Air Force and Nimbis Services tap Ohio State and UF for hardware security research
The Ohio State University College of Engineering and Herbert Wertheim College of Engineering at the University of Florida are collaborating to advance the area of hardware-enabled cybersecurity by developing new analog and mixed signal (AMS) domain security, and to provide a comprehensive workforce training and education program in microelectronics design and security.
The Air Force Office of Scientific Research (AFOSR), Air Force Research Laboratory (AFRL) and Nimbis Services, Inc., provider of the Trusted Silicon Stratus (TSS) cloud platform, recognized the importance of these research and education efforts by awarding two joint-university Center of Excellence (COE) grants to the universities.
The combined Ohio State-University of Florida team boasts strong expertise in all areas of hardware security for analog devices and systems, including design, simulation, fabrication, validation, testing, physical inspection, and analog emissions.
The Air Force is particularly interested in growing research in this space because much of the focus and progress made to date in hardware security has been in the digital domain, which does not extend well to AMS systems. This leaves a major portion of electronics systems insecure, since the AMS side of electronic hardware comprises the highest share of the semiconductor and communication markets. Additionally, there is an increasing demand for a well-trained cybersecurity workforce in all government agencies, national labs and industry sectors, making a comprehensive training effort in microelectronics security a critical necessity.
The Center for Enabling Cyber Defense in Analog and Mixed Signal Domain (CYAN) has received a $5 million grant from the joint sponsorship of AFOSR and AFRL as well as an additional $3.4 million from the joint universities. The center also aims to attract additional funding through cooperation and partnership with national labs, defense industry and commercial partners.
Hosted at Ohio State and UF, CYAN will be a joint Center of Excellence conducting multidisciplinary research in the area of hardware-enabled cybersecurity through innovation and development of new AMS domain security.
Waleed Khalil, associate professor of electrical and computer engineering at Ohio State, and Mark Tehranipoor, the Intel Charles E. Young Preeminence Endowed Chair Professor in Cybersecurity at UF, will serve as co-directors of the center. Khalil conducts research at the Ohio State’s ElectroScience Laboratory.

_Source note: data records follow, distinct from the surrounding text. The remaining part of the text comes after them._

//! Resolve and build a PPO model for CartPole-like spaces.
//!
//! Run with: cargo run --example cartpole_model

use rlcatalog::prelude::*;

fn main() -> rlcatalog::Result<()> {
    // CartPole: 4-D observation vector, 2 discrete actions.
    let obs_space = DynSpace::Box(BoxSpace::unbounded(&[4]));
    let action_space = DynSpace::Discrete(Discrete::new(2));

    let config = ModelConfig::default()
        .with_fcnet_hiddens(vec![64, 64])
        .with_vf_share_layers(true);

    let catalog = PpoCatalog::new(obs_space, action_space, config)?;
    println!(
        "encoder: {} -> {} (shared: {})",
        catalog
            .actor_critic_encoder_config()
            .base_encoder_config
            .input_dim,
        catalog.latent_dim(),
        catalog.actor_critic_encoder_config().shared,
    );
    println!("pi head out: {}", catalog.pi_head_config().output_dim);
    println!("vf head out: {}", catalog.vf_head_config().output_dim);

    #[cfg(feature = "candle")]
    {
        use candle_core::{DType, Device, Tensor};

        let encoder = catalog.build_actor_critic_encoder(Framework::Candle)?;
        let pi_head = catalog.build_pi_head(Framework::Candle)?;
        let vf_head = catalog.build_vf_head(Framework::Candle)?;

        let obs = Tensor::zeros((1, 4), DType::F32, &Device::Cpu)?;
        let (actor_latent, critic_latent) = encoder.as_candle().forward(&obs)?;
        let pi_out = pi_head.as_candle().forward(&actor_latent)?;
        let vf_out = vf_head.as_candle().forward(&critic_latent)?;
        println!("pi logits: {:?}", pi_out.to_vec2::<f32>()?);
        println!("value: {:?}", vf_out.to_vec2::<f32>()?);

        let dist = Distribution::from_candle_pi_output(&catalog.action_dist_kind(), &pi_out)?;
        let action = dist.sample()?;
        println!("sampled action: {:?}", action.as_candle().to_vec1::<u32>()?);
    }

    Ok(())
}
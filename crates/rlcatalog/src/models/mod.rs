//! Model configurations and backend-native modules.
//!
//! Configuration objects (`MlpEncoderConfig`, `ActorCriticEncoderConfig`,
//! `MlpHeadConfig`) are plain data: they carry resolved dimensions and a
//! `build(framework)` method that materializes a module on the selected
//! tensor backend.

mod actor_critic;
mod config;
mod distribution;
mod encoder;
mod head;

pub use actor_critic::{ActorCriticEncoder, ActorCriticEncoderConfig};
pub use config::{Activation, ModelConfig};
pub use distribution::{ActionDistKind, Distribution, DistributionSample};
pub use encoder::{Encoder, MlpEncoderConfig};
pub use head::{Head, MlpHeadConfig};

#[cfg(feature = "candle")]
pub use actor_critic::CandleActorCriticEncoder;
#[cfg(feature = "torch")]
pub use actor_critic::TorchActorCriticEncoder;
#[cfg(feature = "candle")]
pub use encoder::CandleMlpEncoder;
#[cfg(feature = "torch")]
pub use encoder::TorchMlpEncoder;
#[cfg(feature = "candle")]
pub use head::CandleMlpHead;
#[cfg(feature = "torch")]
pub use head::TorchMlpHead;

use std::fmt;

/// Tensor backend selector for the `build_*` methods.
#[derive(Clone, Copy, Debug, PartialEq, Eq)]
pub enum Framework {
    /// tch / libtorch (requires the `torch` feature)
    Torch,
    /// candle (requires the `candle` feature)
    Candle,
}

impl fmt::Display for Framework {
    fn fmt(&self, f: &mut fmt::Formatter<'_>) -> fmt::Result {
        match self {
            Framework::Torch => write!(f, "torch"),
            Framework::Candle => write!(f, "candle"),
        }
    }
}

“The objective of the CYAN COE is to bring together expertise from each of the team universities to advance the science of analog security, analog emissions, and analog and RF forensics,” said Khalil.
“Experts in these areas will address some of the fundamental challenges and questions related to securing the design, fabrication, and operation of AMS technologies while also developing information fusion and predictive analysis algorithms of analog emissions and analog forensics,” said Tehranipoor.
The two universities also teamed up to develop a holistic training program in microelectronics design and security to address the demand for a well-trained micro-electronics security and trust workforce in government agencies, national labs and industry sectors. Named MEST (The National MicroElectronics Security Training Center), the program is supported by Nimbis and will receive almost $1 million in the first year, with annual performance-based additions of up to $2 million in each of the following four years.
“Nimbis is proud to support the CYAN and MEST centers,” said Robert B. Graybill, president and CEO of Nimbis Services. “In the wake of continued malicious cyber activity directed at the United States, the necessity for advancements in AMS hardware security, as well as the education and training of a skilled workforce to support the technology, is essential. Through the CYAN and MEST centers, students will have the opportunity to collaborate and take online cybersecurity classes hosted on our Trusted Silicon Stratus cloud platform.”
Tehranipoor and Khalil will serve as co-directors of MEST as well, which will also be hosted jointly at UF and Ohio State.
“We will devise an ecosystem of training modules and options with an emphasis on experiential learning to suit the needs of diverse groups of industry/government practitioners and students,” said Tehranipoor.
The center will offer on-site, on-campus and online courses. Students who complete the necessary curriculum or course requirements will receive college credit, Khalil explained, while practitioners will be awarded certificates of accreditation.
“The centers will serve as a main platform to attract and retain a large pool of domestic graduate and undergraduate students to the field of AMS domain security,” said Khalil. “Students and engineers will be trained across multiple disciplines covering hardware security, algorithms, data analytics, as well as AMS design and measurements, which will allow them to have a large toolbox from which to solve diverse problems.”
“Ultimately, the engagement with our research on AMS domain security, in addition to the training courses we develop, will drive skills among our students and engineering practitioners that can enable new levels of cybersecurity in both analog and digital systems, which is vital to our military and industrial sectors,” Tehranipoor commented.
A joint launch event for both Centers of Excellence was held at Ohio State on Friday, September 13. Co-directors Khalil and Tehranipoor presented an overview of the two centers to members of the Air Force Research Laboratories (AFRL) from Wright Patterson Air Force Base, dignitaries from the AFOSR, leadership from the engineering colleges and research offices of both universities, and members of the industry consortium.